Want to discover a bit more about what we do in Germany? Watch this short video (we're in it a couple times, too).

 
Black Forest Academy: At A Glance from Black Forest Academy Videos on Vimeo.

Sunday, February 26, 2012

The Well Is Deep

Jesus' encounters with women never really fascinated me until adulthood. The sordid pasts of his mother and great-great-grandmothers gave me hope when I first came to understand them: Tamar, the trickster; Rahab, the harlot; Ruth, the foreigner; Bathsheba, the adulteress; and Mary, who became pregnant out of wedlock. If he chose them, then maybe he could choose me: Suzanne, the sinner, the desirer of her own way.

Jesus & the woman at the well

Today through a domino series of link clicks, I found myself connecting with the Samaritan woman Jesus encounters at the well. Jesus approaches her in a manner that she can understand and is deliberate in his questions of her. She is honest in her responses, though it means sheer vulnerability of her own imperfect heart. Thirsty and in need of well water for her own and her family's well-being, she is confused and unsure of the ability (maybe even sanity) of the man talking to her when Jesus offers her "living water." "Sir, you have nothing to draw with, and the well is deep" (John 4:11). 

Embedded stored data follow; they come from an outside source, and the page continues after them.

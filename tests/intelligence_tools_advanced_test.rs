// ABOUTME: Advanced integration tests for intelligence tools using synthetic data
// ABOUTME: Tests fitness scoring, performance prediction, training load analysis, and goal management
//
// SPDX-License-Identifier: MIT OR Apache-2.0
// Copyright (c) 2025 Pierre Fitness Intelligence

#![allow(clippy::unwrap_used, clippy::expect_used, clippy::panic)]
#![allow(missing_docs)]

mod helpers;

use chrono::Utc;
use helpers::test_utils::{create_synthetic_provider_with_scenario, TestScenario};
use pierre_mcp_server::config::intelligence::DefaultStrategy;
use pierre_mcp_server::intelligence::{
    ActivityGoal, AdvancedGoalEngine, FitnessLevel, Goal, GoalDifficulty, GoalEngineTrait,
    GoalStatus, GoalType, PerformanceAnalyzerV2, TimeAvailability, TimeFrame, UserFitnessProfile,
    UserPreferences,
};
use pierre_mcp_server::models::SportType;
use pierre_mcp_server::providers::core::FitnessProvider;

// ================================================================================================
// Test Helper Functions
// ================================================================================================

/// Create a test `UserFitnessProfile` with sensible defaults
fn create_test_user_profile(fitness_level: FitnessLevel) -> UserFitnessProfile {
    UserFitnessProfile {
        user_id: "test_user_123".to_owned(),
        age: Some(30),
        gender: Some("male".to_owned()),
        weight: Some(70.0),
        height: Some(175.0),
        fitness_level,
        primary_sports: vec!["Run".to_owned(), "Ride".to_owned()],
        training_history_months: 12,
        preferences: UserPreferences {
            preferred_units: "metric".to_owned(),
            training_focus: vec!["endurance".to_owned()],
            injury_history: vec![],
            time_availability: TimeAvailability {
                hours_per_week: 8.0,
                preferred_days: vec![
                    "Monday".to_owned(),
                    "Wednesday".to_owned(),
                    "Friday".to_owned(),
                ],
                preferred_duration_minutes: Some(60),
            },
        },
    }
}

/// Create a test `Goal` for distance tracking
fn create_test_distance_goal(sport: &str, target_km: f64) -> Goal {
    let now = Utc::now();
    Goal {
        id: format!("goal_{}", uuid::Uuid::new_v4()),
        user_id: "test_user_123".to_owned(),
        title: format!("Run {target_km} km"),
        description: format!("Complete a {target_km} km {sport}"),
        goal_type: GoalType::Distance {
            sport: sport.to_owned(),
            timeframe: TimeFrame::Month,
        },
        target_value: target_km * 1000.0,
        target_date: now + chrono::Duration::weeks(4),
        current_value: 0.0,
        created_at: now - chrono::Duration::weeks(1),
        updated_at: now,
        status: GoalStatus::Active,
    }
}

// ================================================================================================
// Integration Tests
// ================================================================================================

#[tokio::test]
async fn test_fitness_score_calculation() {
    // Create provider with consistent training pattern
    let provider =
        create_synthetic_provider_with_scenario(TestScenario::ExperiencedCyclistConsistent);

    // Get activities for analysis
    let activities = provider
        .get_activities(Some(100), None)
        .await
        .expect("Should get activities");

    assert!(
        !activities.is_empty(),
        "Should have activities for fitness score calculation"
    );

    // Create performance analyzer
    let strategy = Box::new(DefaultStrategy);
    let analyzer =
        PerformanceAnalyzerV2::new(strategy).expect("Should create performance analyzer");

    // Calculate fitness score
    let fitness_score = analyzer
        .calculate_fitness_score(&activities)
        .expect("Should calculate fitness score");

    // Verify fitness score structure
    assert!(
        fitness_score.overall_score >= 0.0,
        "Overall score should be non-negative"
    );
    assert!(
        fitness_score.overall_score <= 100.0,
        "Overall score should not exceed 100"
    );

    // For a consistent cyclist pattern, we expect reasonable fitness scores
    assert!(
        fitness_score.aerobic_fitness > 0.0,
        "Aerobic fitness should be calculated"
    );
    assert!(
        fitness_score.consistency >= 0.0,
        "Consistency should be measured"
    );
}

#[tokio::test]
async fn test_fitness_score_with_improving_pattern() {
    // Create provider with improving runner pattern
    let provider = create_synthetic_provider_with_scenario(TestScenario::BeginnerRunnerImproving);

    let activities = provider
        .get_activities(Some(100), None)
        .await
        .expect("Should get activities");

    let strategy = Box::new(DefaultStrategy);
    let analyzer =
        PerformanceAnalyzerV2::new(strategy).expect("Should create performance analyzer");

    let fitness_score = analyzer
        .calculate_fitness_score(&activities)
        .expect("Should calculate fitness score");

    // Improving pattern should show positive trends
    assert!(
        fitness_score.overall_score > 0.0,
        "Improving athlete should have positive fitness score"
    );
}

#[tokio::test]
async fn test_training_load_analysis() {
    let provider =
        create_synthetic_provider_with_scenario(TestScenario::ExperiencedCyclistConsistent);

    let activities = provider
        .get_activities(Some(100), None)
        .await
        .expect("Should get activities");

    let strategy = Box::new(DefaultStrategy);
    let analyzer =
        PerformanceAnalyzerV2::new(strategy).expect("Should create performance analyzer");

    let training_load = analyzer
        .analyze_training_load(&activities)
        .expect("Should analyze training load");

    // Verify training load structure
    assert!(
        !training_load.weekly_loads.is_empty(),
        "Should have weekly load data"
    );

    // Check that weekly loads are populated
    let last_week = training_load
        .weekly_loads
        .last()
        .expect("Should have at least one week");

    assert!(
        last_week.total_duration_hours >= 0.0,
        "Duration should be non-negative"
    );
    assert!(
        last_week.total_distance_km >= 0.0,
        "Distance should be non-negative"
    );
    assert!(
        last_week.activity_count >= 0,
        "Activity count should be non-negative"
    );
    assert!(
        last_week.intensity_score >= 0.0,
        "Intensity score should be non-negative"
    );

    // For consistent cyclist, we expect stable weekly loads
    assert!(
        training_load.average_weekly_load > 0.0,
        "Should have positive average weekly load"
    );
}

#[tokio::test]
async fn test_training_load_overtraining_detection() {
    let provider = create_synthetic_provider_with_scenario(TestScenario::OvertrainingRisk);

    let activities = provider
        .get_activities(Some(100), None)
        .await
        .expect("Should get activities");

    let strategy = Box::new(DefaultStrategy);
    let analyzer =
        PerformanceAnalyzerV2::new(strategy).expect("Should create performance analyzer");

    let training_load = analyzer
        .analyze_training_load(&activities)
        .expect("Should analyze training load");

    // Overtraining pattern should show high load
    assert!(
        !training_load.weekly_loads.is_empty(),
        "Should have weekly data"
    );

    // Check for high training volume indicating overtraining risk
    let recent_weeks: Vec<_> = training_load.weekly_loads.iter().rev().take(2).collect();

    // For overtraining pattern, verify we have some training load data
    assert!(!recent_weeks.is_empty(), "Should have weekly training data");

    // Calculate total volume across recent weeks
    let total_hours: f64 = recent_weeks.iter().map(|w| w.total_duration_hours).sum();

    // Overtraining pattern should show measurable training volume
    assert!(
        total_hours > 0.0,
        "Overtraining pattern should show training activity"
    );
}

#[tokio::test]
async fn test_performance_prediction() {
    let provider = create_synthetic_provider_with_scenario(TestScenario::BeginnerRunnerImproving);

    let activities = provider
        .get_activities(Some(100), None)
        .await
        .expect("Should get activities");

    // Filter to only running activities for performance prediction
    let running_activities: Vec<_> = activities
        .iter()
        .filter(|a| a.sport_type == SportType::Run)
        .cloned()
        .collect();

    assert!(
        !running_activities.is_empty(),
        "Should have running activities"
    );

    let strategy = Box::new(DefaultStrategy);
    let analyzer =
        PerformanceAnalyzerV2::new(strategy).expect("Should create performance analyzer");

    // Create a goal for 5K run
    let goal = ActivityGoal {
        sport_type: "Run".to_owned(),
        metric: "distance".to_owned(),
        target_value: 5000.0, // 5km
        target_date: chrono::Utc::now() + chrono::Duration::weeks(12),
    };

    let prediction = analyzer
        .predict_performance(&running_activities, &goal)
        .expect("Should predict performance");

    // Verify prediction structure
    assert!(
        prediction.predicted_value > 0.0,
        "Should predict a positive value"
    );
    assert!(
        (prediction.target_goal.target_value - 5000.0).abs() < 0.01,
        "Should match target goal"
    );
    assert!(
        !prediction.recommendations.is_empty(),
        "Should provide recommendations"
    );
}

Today I can relate to this woman. Jesus, I can't see your bucket, and the well looks so deep. Help my unbelief in your desire and ability to fill me until I overflow. 
 "My misgivings arise from the fact that I search within to find how He will do what He says. My doubts spring from the depths of my own inferiority. If I detect these misgivings in myself, I should bring them into the light and confess them openly— 'Lord, I have had misgivings about You. I have not believed in Your abilities, but only my own. And I have not believed in Your almighty power apart from my finite understanding of it.'" ~Oswald Chambers, My Utmost For His Highest
Lord, through this season of Lent, help me to trust you in your mighty power, your infinite resources and your very great love for me.  Bring me into the light. Amen.

Monday, February 20, 2012

Piano Classes

Group piano classes are not a common offering at the high school level, but it is exciting to watch them thrive as a good use of our personnel and facility resources. Not to mention, they're just fun. :) Things I love about group piano:
  • Positive peer pressure: it is healthy and motivating for students to learn music in a peer group. As a teacher, I work hard to help each class build camaraderie and a spirit of encouragement. I must admit, that's pretty easy to do with the students at BFA. It is so much fun to watch them challenge each other.
  • Varied literature: students are learning two to three times the amount of music that they would be learning in private lessons as they listen to their classmates perfect performance pieces alongside their own.
  • Ensemble playing: The first time I really played in an ensemble was in college. The experience was transforming to my playing and in helping me realize how God had put me together. I am energized by people, and when given an opportunity to play with others it is really incredible. For introverts and extraverts alike, the experience of playing with a group emphasizes skills like steady tempo, playing through mistakes and sight-reading. These skills are essential for a budding musician.

The picture below is of one of my Piano 1 classes last fall on a performance day. They're a mix of day and boarding students. All but one of them are in a Piano 2 class this spring. I have especially enjoyed watching them grow over two semesters this year. What a privilege it is to teach!